*** Input for this task Section Begins ***
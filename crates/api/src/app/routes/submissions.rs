//! Worker-facing endpoints: claim, progress, heartbeat, report.

use std::sync::Arc;

use axum::{
    Json,
    extract::{
        Extension, Path, Query,
        rejection::{JsonRejection, QueryRejection},
    },
    http::StatusCode,
    response::IntoResponse,
};

use courier_core::SubmissionId;
use courier_jobs::{Outcome, TerminalReport};

use crate::app::dto;
use crate::app::errors;
use crate::app::services::AppServices;

fn parse_submission_id(raw: &str) -> Result<SubmissionId, axum::response::Response> {
    raw.parse().map_err(errors::domain_error_to_response)
}

/// GET /submissions/next?lease=SECONDS
///
/// 200 with the leased submission (including its `leaseToken`), or 204 when
/// nothing is claimable.
pub async fn claim_next(
    Extension(services): Extension<Arc<AppServices>>,
    query: Result<Query<dto::ClaimQuery>, QueryRejection>,
) -> axum::response::Response {
    let Query(query) = match query {
        Ok(q) => q,
        Err(e) => return errors::query_rejection(e),
    };

    match services.leases.claim_next(query.lease).await {
        Ok(Some(sub)) => Json(sub).into_response(),
        Ok(None) => StatusCode::NO_CONTENT.into_response(),
        Err(e) => errors::queue_error_to_response(e),
    }
}

/// PATCH /submissions/:id
pub async fn report(
    Extension(services): Extension<Arc<AppServices>>,
    Path(id): Path<String>,
    body: Result<Json<dto::ReportRequest>, JsonRejection>,
) -> axum::response::Response {
    let id = match parse_submission_id(&id) {
        Ok(v) => v,
        Err(resp) => return resp,
    };
    let Json(body) = match body {
        Ok(b) => b,
        Err(e) => return errors::json_rejection(e),
    };
    let outcome: Outcome = match body.status.parse() {
        Ok(o) => o,
        Err(e) => return errors::domain_error_to_response(e),
    };

    let report = TerminalReport {
        lease_token: body.lease_token,
        outcome,
        error: body.error,
        logs: body.logs,
        evidence: body.evidence,
    };

    match services.submissions.report(id, report).await {
        Ok(sub) => Json(sub).into_response(),
        Err(e) => errors::queue_error_to_response(e),
    }
}

/// POST /submissions/:id/logs
pub async fn append_logs(
    Extension(services): Extension<Arc<AppServices>>,
    Path(id): Path<String>,
    body: Result<Json<dto::AppendLogsRequest>, JsonRejection>,
) -> axum::response::Response {
    let id = match parse_submission_id(&id) {
        Ok(v) => v,
        Err(resp) => return resp,
    };
    let Json(body) = match body {
        Ok(b) => b,
        Err(e) => return errors::json_rejection(e),
    };

    match services.submissions.append_log(id, body.lease_token, body.lines).await {
        Ok(sub) => Json(sub).into_response(),
        Err(e) => errors::queue_error_to_response(e),
    }
}

/// POST /submissions/:id/lease
pub async fn extend_lease(
    Extension(services): Extension<Arc<AppServices>>,
    Path(id): Path<String>,
    body: Result<Json<dto::ExtendLeaseRequest>, JsonRejection>,
) -> axum::response::Response {
    let id = match parse_submission_id(&id) {
        Ok(v) => v,
        Err(resp) => return resp,
    };
    let Json(body) = match body {
        Ok(b) => b,
        Err(e) => return errors::json_rejection(e),
    };

    match services.leases.extend(id, body.lease_token, body.lease).await {
        Ok(sub) => Json(sub).into_response(),
        Err(e) => errors::queue_error_to_response(e),
    }
}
*** Input for this task Section Ends ***
**Exercise aim**.
Report how many lines of the entries include the word "QueryRejection", and let the number stand alone.

**Exercise result**.
2